Brett Okamoto, ESPN Staff Writer
Oct 16, 2024, 07:48 AM ET
BATIÉ, Cameroon — It’s a cold, foggy morning in August, which is the middle of the rainy season in Central Africa. Francis Ngannou and I are standing in the backyard of the three-story home he built for himself in 2020.
This compound — with its iron gate, guardhouse, swimming pool and China-imported marble floors — looks out of place. There’s not another one like it for miles. It’s near Ngannou’s childhood home, which is constructed of mud bricks and scraps of zinc. When he was young, Ngannou used to lean stalks of bamboo against its open windows during these wet months to preserve warmth.
“This still used to be my favorite time of the year,” he tells ESPN despite the chill in the air. “It’s harvest season, which means we were less likely to go hungry.”

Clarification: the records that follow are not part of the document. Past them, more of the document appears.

//! 引擎字符串编码
//!
//! 引擎内部以 CESU-8 保存字符串：BMP 以外的字符由脚本产生时
//! 是一对各占 3 字节的代理项。读取时把成对的代理项合并为 UTF-8，
//! 写入时把 BMP 以外的字符拆成代理项，脚本里的 `length` 因此与 UTF-16 一致。

use std::borrow::Cow;
use std::str::{self, Utf8Error};

/// 3 字节编码的代理项，`lead` 为第二字节的高四位（高位 0xA0，低位 0xB0）
fn surrogate(bytes: &[u8], lead: u8) -> Option<u32> {
    match *bytes {
        [0xed, b1, b2, ..] if b1 & 0xf0 == lead && b2 & 0xc0 == 0x80 => {
            Some(0xd000 | (u32::from(b1 & 0x3f) << 6) | u32::from(b2 & 0x3f))
        }
        _ => None,
    }
}

/// 引擎字节转换为 `str`，孤立的代理项仍然是错误
pub(crate) fn decode(bytes: &[u8]) -> Result<Cow<'_, str>, Utf8Error> {
    if let Ok(text) = str::from_utf8(bytes) {
        return Ok(Cow::Borrowed(text));
    }

    let mut out = Vec::with_capacity(bytes.len());
    let mut i = 0;
    while i < bytes.len() {
        let high = surrogate(&bytes[i..], 0xa0);
        let low = bytes.get(i + 3..).and_then(|rest| surrogate(rest, 0xb0));
        match (high, low) {
            (Some(high), Some(low)) => {
                let code = 0x10000 + ((high - 0xd800) << 10) + (low - 0xdc00);
                let c = char::from_u32(code).unwrap_or(char::REPLACEMENT_CHARACTER);
                out.extend_from_slice(c.encode_utf8(&mut [0; 4]).as_bytes());
                i += 6;
            }
            _ => {
                out.push(bytes[i]);
                i += 1;
            }
        }
    }
    String::from_utf8(out)
        .map(Cow::Owned)
        .map_err(|e| e.utf8_error())
}

/// `str` 转换为引擎字节
pub(crate) fn encode(text: &str) -> Cow<'_, [u8]> {
    if text.chars().all(|c| u32::from(c) < 0x10000) {
        return Cow::Borrowed(text.as_bytes());
    }

    let mut out = Vec::with_capacity(text.len() + 8);
    for c in text.chars() {
        if u32::from(c) < 0x10000 {
            out.extend_from_slice(c.encode_utf8(&mut [0; 4]).as_bytes());
            continue;
        }
        for unit in c.encode_utf16(&mut [0; 2]) {
            let unit = *unit;
            out.extend_from_slice(&[
                0xe0 | (unit >> 12) as u8,
                0x80 | ((unit >> 6) & 0x3f) as u8,
                0x80 | (unit & 0x3f) as u8,
            ]);
        }
    }
    Cow::Owned(out)
}
//! 栈帧守卫
//!
//! 进入时记录引擎栈深度，离开作用域时无条件恢复，
//! 覆盖成功、脚本错误和转换错误所有返回路径。

use super::interpreter::Heap;
use crate::bindings::ffi::duk_idx_t;

pub(crate) struct StackFrame<'a> {
    heap: &'a Heap,
    top: duk_idx_t,
}

impl<'a> StackFrame<'a> {
    pub(crate) fn enter(heap: &'a Heap) -> Self {
        let top = unsafe { (heap.lib().duk_get_top)(heap.ctx()) };
        Self { heap, top }
    }

    /// 进入时的栈深度，也是此帧内第一个新压入值的索引
    pub(crate) fn top(&self) -> duk_idx_t {
        self.top
    }
}

impl Drop for StackFrame<'_> {
    fn drop(&mut self) {
        unsafe { (self.heap.lib().duk_set_top)(self.heap.ctx(), self.top) };
    }
}
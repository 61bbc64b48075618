//! JavaScript 解释器
//!
//! 每个 `Interpreter` 独占一个 Duktape 堆。状态流转：
//! 构造时创建堆并注册致命错误处理器（Ready），之后可反复调用
//! `eval` / `get` / `set`，销毁时先释放引擎堆，再释放固定回调表。
//!
//! 解释器不是 `Send`：一个堆只能在创建它的线程上使用，
//! 需要并发时每个线程各自创建解释器。

use super::callbacks::{self, FatalHandler, Pinned};
use super::data::{Data, Function};
use super::stack::StackFrame;
use crate::bindings::ffi::*;
use crate::bindings::{DukApi, Lib};
use crate::core::{DukError, DukResult};
use std::cell::RefCell;
use std::ffi::CStr;
use std::fmt;
use std::os::raw::c_void;
use std::path::Path;
use std::ptr::NonNull;
use std::rc::Rc;
use std::sync::Arc;

/// 引擎堆及其附属状态
///
/// 由 `Interpreter` 唯一强引用持有；脚本函数包装器只持有弱引用。
pub(crate) struct Heap {
    ctx: NonNull<duk_context>,
    /// 交给引擎的原生回调，只追加，随堆一起释放
    pinned: RefCell<Vec<Pinned>>,
    lib: Arc<Lib>,
}

impl Heap {
    pub(crate) fn lib(&self) -> &DukApi {
        &self.lib
    }

    pub(crate) fn ctx(&self) -> *mut duk_context {
        self.ctx.as_ptr()
    }

    pub(crate) fn pin(&self, entry: Pinned) {
        self.pinned.borrow_mut().push(entry);
    }

    /// 按地址查找已固定的宿主函数
    pub(crate) fn pinned_function(&self, ptr: *const c_void) -> Option<Function> {
        self.pinned.borrow().iter().find_map(|entry| match entry {
            Pinned::Function(function) if entry.address() == ptr => Some((**function).clone()),
            _ => None,
        })
    }

    pub(crate) fn pinned_count(&self) -> usize {
        self.pinned.borrow().len()
    }

    pub(crate) fn stack_depth(&self) -> usize {
        let top = unsafe { (self.lib().duk_get_top)(self.ctx()) };
        usize::try_from(top).unwrap_or_default()
    }

    /// 确保还能再压入 `extra` 个值
    pub(crate) fn reserve(&self, extra: duk_idx_t) -> DukResult<()> {
        if unsafe { (self.lib().duk_check_stack)(self.ctx(), extra) } == 0 {
            return Err(DukError::UnsupportedValue(
                "value stack exhausted".to_string(),
            ));
        }
        Ok(())
    }

    /// `idx` 处错误值的诊断文本（优先取堆栈）
    pub(crate) fn error_text(&self, idx: duk_idx_t) -> String {
        let msg = unsafe { (self.lib().duk_safe_to_stacktrace)(self.ctx(), idx) };
        if msg.is_null() {
            "unknown error".to_string()
        } else {
            unsafe { CStr::from_ptr(msg) }.to_string_lossy().into_owned()
        }
    }

    /// 把 `idx` 处的错误值转换为 `DukError::Evaluation`
    pub(crate) fn error_at(&self, idx: duk_idx_t) -> DukError {
        DukError::Evaluation(self.error_text(idx))
    }
}

impl Drop for Heap {
    fn drop(&mut self) {
        callbacks::unregister_heap(self.ctx());
        unsafe { (self.lib.duk_destroy_heap)(self.ctx()) };
        tracing::debug!(
            target: "duktape",
            "Destroyed duktape heap ({} pinned callbacks released)",
            self.pinned.borrow().len()
        );
    }
}

/// JavaScript 解释器
pub struct Interpreter {
    heap: Rc<Heap>,
}

impl Interpreter {
    /// 使用进程级默认动态库创建解释器
    pub fn new() -> DukResult<Self> {
        Self::builder().build()
    }

    /// 使用指定的动态库创建解释器
    pub fn with_lib(lib: Arc<Lib>) -> DukResult<Self> {
        Self::builder().lib(lib).build()
    }

    /// 加载指定路径的动态库并创建解释器
    pub fn from_path(path: impl AsRef<Path>) -> DukResult<Self> {
        Self::with_lib(Arc::new(Lib::load(path)?))
    }

    pub fn builder() -> InterpreterBuilder {
        InterpreterBuilder::default()
    }

    /// 当前使用的动态库
    pub fn lib(&self) -> &Arc<Lib> {
        &self.heap.lib
    }

    /// 执行代码，`with_result` 为真时返回最后一个表达式的值
    pub fn evaluate(&self, code: &str, with_result: bool) -> DukResult<Option<Data>> {
        let heap = &self.heap;
        let _frame = StackFrame::enter(heap);

        let rc = unsafe { heap.lib().duk_peval_lstring(heap.ctx(), code.as_bytes()) };
        if rc != DUK_EXEC_SUCCESS {
            let err = heap.error_at(-1);
            tracing::debug!(target: "duktape", "Evaluation failed: {}", err);
            return Err(err);
        }

        if with_result {
            heap.peek(-1).map(Some)
        } else {
            Ok(None)
        }
    }

    /// 执行代码并返回最后一个表达式的值
    pub fn eval(&self, code: &str) -> DukResult<Data> {
        self.evaluate(code, true).map(Option::unwrap_or_default)
    }

    /// 执行代码，丢弃结果
    pub fn exec(&self, code: &str) -> DukResult<()> {
        self.evaluate(code, false).map(|_| ())
    }

    /// 读取全局变量，不存在时返回 `Data::Null`
    pub fn get(&self, name: &str) -> DukResult<Data> {
        let heap = &self.heap;
        let _frame = StackFrame::enter(heap);

        heap.get_global(name)?;
        heap.peek(-1)
    }

    /// 写入全局变量
    pub fn set(&self, name: &str, value: impl Into<Data>) -> DukResult<()> {
        let value = value.into();
        let heap = &self.heap;
        let _frame = StackFrame::enter(heap);

        heap.push(&value)?;
        heap.put_global(name)
    }

    /// 调用全局函数
    pub fn call(&self, name: &str, args: &[Data]) -> DukResult<Data> {
        match self.get(name)? {
            Data::Function(function) => function.call(args),
            other => Err(DukError::UnsupportedValue(format!(
                "global '{}' is {}, not a function",
                name,
                other.type_name()
            ))),
        }
    }

    /// 当前引擎栈深度
    pub fn stack_depth(&self) -> usize {
        self.heap.stack_depth()
    }

    /// 已固定的原生回调数量（含致命错误处理器）
    pub fn pinned_count(&self) -> usize {
        self.heap.pinned_count()
    }

    /// 销毁解释器，释放引擎堆
    ///
    /// 之后仍存活的脚本函数调用会返回 `DukError::Destroyed`。
    pub fn destroy(self) {
        drop(self);
    }
}

impl fmt::Debug for Interpreter {
    fn fmt(&self, f: &mut fmt::Formatter<'_>) -> fmt::Result {
        f.debug_struct("Interpreter")
            .field("lib", &self.heap.lib)
            .field("stack_depth", &self.stack_depth())
            .field("pinned", &self.pinned_count())
            .finish()
    }
}

/// 解释器构建器
#[derive(Default)]
pub struct InterpreterBuilder {
    lib: Option<Arc<Lib>>,
    fatal_sink: Option<Box<dyn Fn(&str)>>,
}

impl InterpreterBuilder {
    /// 指定动态库，默认使用 `Lib::default_lib()`
    pub fn lib(mut self, lib: Arc<Lib>) -> Self {
        self.lib = Some(lib);
        self
    }

    /// 指定致命错误的诊断输出
    ///
    /// 输出完成后进程仍会以状态码 1 退出。
    pub fn fatal_handler<F>(mut self, sink: F) -> Self
    where
        F: Fn(&str) + 'static,
    {
        self.fatal_sink = Some(Box::new(sink));
        self
    }

    pub fn build(self) -> DukResult<Interpreter> {
        let lib = match self.lib {
            Some(lib) => lib,
            None => Lib::default_lib()?,
        };
        let fatal = Box::new(FatalHandler::new(
            self.fatal_sink.unwrap_or_else(callbacks::default_fatal_sink),
        ));

        let ctx = unsafe {
            (lib.duk_create_heap)(
                None,
                None,
                None,
                fatal.udata(),
                Some(callbacks::fatal_trampoline),
            )
        };
        let ctx = NonNull::new(ctx).ok_or(DukError::HeapCreation)?;

        let heap = Rc::new(Heap {
            ctx,
            pinned: RefCell::new(vec![Pinned::Fatal(fatal)]),
            lib,
        });
        callbacks::register_heap(&heap);
        tracing::debug!(target: "duktape", "Created duktape heap {:p}", heap.ctx());

        Ok(Interpreter { heap })
    }
}
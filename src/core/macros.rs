//! 核心宏定义
//!
//! 提供统一的宏来减少代码重复

/// 为配置结构体实现Default trait的宏
///
/// 使用示例:
/// ```ignore
/// struct LibraryConfig {
///     path: Option<PathBuf>,
///     search_executable_dir: bool,
/// }
///
/// impl_default!(LibraryConfig {
///     path: None,
///     search_executable_dir: true,
/// });
/// ```
#[macro_export]
macro_rules! impl_default {
    ($struct_name:ident {
        $($field:ident: $value:expr),* $(,)?
    }) => {
        impl Default for $struct_name {
            fn default() -> Self {
                Self {
                    $($field: $value),*
                }
            }
        }
    };
}
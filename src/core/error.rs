//! 统一错误处理模块
//!
//! 提供桥接层范围内的统一错误类型定义
//!
//! ## 错误分类
//!
//! - **脚本层错误** (`Evaluation`): 语法错误、脚本抛出的异常、宿主回调失败，
//!   携带引擎生成的堆栈文本。调用方可以恢复，返回前引擎栈已恢复。
//! - **协议错误** (`UnsupportedValue`, `Property`): 值无法在两侧之间转换，
//!   属于编程错误而非运行时状态。
//! - **加载错误** (`Load`, `Symbol`, `HeapCreation`): 动态库或堆初始化失败。
//!
//! 引擎自身报告的致命错误不经过这里，见 `scripting::callbacks`。

use crate::config::ConfigError;
use thiserror::Error;

/// 桥接层错误类型
#[derive(Error, Debug)]
pub enum DukError {
    /// 脚本执行失败，内容为引擎给出的诊断文本
    #[error("Evaluation error: {0}")]
    Evaluation(String),

    #[error("Unsupported value: {0}")]
    UnsupportedValue(String),

    /// 引擎拒绝了属性或全局变量的赋值
    #[error("Property assignment failed: {0}")]
    Property(String),

    /// 宿主回调返回的错误
    #[error("Callback error: {0}")]
    Callback(String),

    #[error("Failed to load library: {0}")]
    Load(String),

    #[error("Failed to get symbol: {0}")]
    Symbol(String),

    #[error("Failed to create duktape heap")]
    HeapCreation,

    /// 解释器已销毁，引擎堆不再可用
    #[error("Interpreter destroyed")]
    Destroyed,

    #[error("Config error: {0}")]
    Config(#[from] ConfigError),
}

impl DukError {
    /// 构造宿主回调错误
    pub fn callback(msg: impl Into<String>) -> Self {
        DukError::Callback(msg.into())
    }

    /// 脚本层错误的诊断文本
    pub fn diagnostic(&self) -> Option<&str> {
        match self {
            DukError::Evaluation(msg) => Some(msg),
            _ => None,
        }
    }
}

/// 桥接层结果类型别名
pub type DukResult<T> = Result<T, DukError>;
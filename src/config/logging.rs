//! 日志配置

use crate::impl_default;
use serde::{Deserialize, Serialize};
use std::fmt;
use std::str::FromStr;

/// 日志配置
#[derive(Debug, Clone, Serialize, Deserialize)]
#[serde(default)]
pub struct LoggingConfig {
    /// 日志级别
    pub level: LogLevel,

    /// 是否输出到控制台
    pub log_to_console: bool,
}

impl_default!(LoggingConfig {
    level: LogLevel::Info,
    log_to_console: true,
});

/// 日志级别
#[derive(Debug, Clone, Copy, PartialEq, Eq, Serialize, Deserialize)]
#[serde(rename_all = "lowercase")]
pub enum LogLevel {
    /// 跟踪
    Trace,
    /// 调试
    Debug,
    /// 信息
    Info,
    /// 警告
    Warn,
    /// 错误
    Error,
}

impl LogLevel {
    /// 对应的 `EnvFilter` 指令
    pub fn as_filter(&self) -> &'static str {
        match self {
            LogLevel::Trace => "trace",
            LogLevel::Debug => "debug",
            LogLevel::Info => "info",
            LogLevel::Warn => "warn",
            LogLevel::Error => "error",
        }
    }
}

impl fmt::Display for LogLevel {
    fn fmt(&self, f: &mut fmt::Formatter<'_>) -> fmt::Result {
        f.write_str(self.as_filter())
    }
}

impl FromStr for LogLevel {
    type Err = String;

    fn from_str(s: &str) -> Result<Self, Self::Err> {
        match s.trim().to_ascii_lowercase().as_str() {
            "trace" => Ok(LogLevel::Trace),
            "debug" => Ok(LogLevel::Debug),
            "info" => Ok(LogLevel::Info),
            "warn" | "warning" => Ok(LogLevel::Warn),
            "error" => Ok(LogLevel::Error),
            other => Err(format!("unknown log level '{}'", other)),
        }
    }
}

/// 初始化日志系统
///
/// 配置tracing日志框架。`RUST_LOG` 环境变量存在时优先生效，
/// 否则使用配置的级别。重复调用是安全的。
pub fn init_logging(config: &LoggingConfig) {
    if !config.log_to_console {
        return;
    }

    let filter = tracing_subscriber::EnvFilter::try_from_default_env()
        .unwrap_or_else(|_| tracing_subscriber::EnvFilter::new(config.level.as_filter()));
    let _ = tracing_subscriber::fmt().with_env_filter(filter).try_init();
    tracing::debug!(target: "duktape", "Logging initialized at {}", config.level);
}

More than half of Cameroon lives in poverty. The very land Ngannou’s home is built on; he doesn’t know how it came into his possession. He believes his grandfather claimed it after Cameroon gained its independence from French rule in 1960 following a bloody conflict frequently glossed over in discussions of European and African history. In a way, this country has been denied the simple right to define its past.
And yet arguably the No. 1 heavyweight fighter on the planet somehow emerged from one of its quietest corners.
“The people of this region are still just building and starting over,” Ngannou says. “The good thing is that we are very hard workers.”
On Saturday, Ngannou will return to MMA for the first time since 2022 when he faces last year’s PFL heavyweight champion Renan Ferreira at PFL Super Fights: Battle of Giants in Riyadh Saudi Arabia.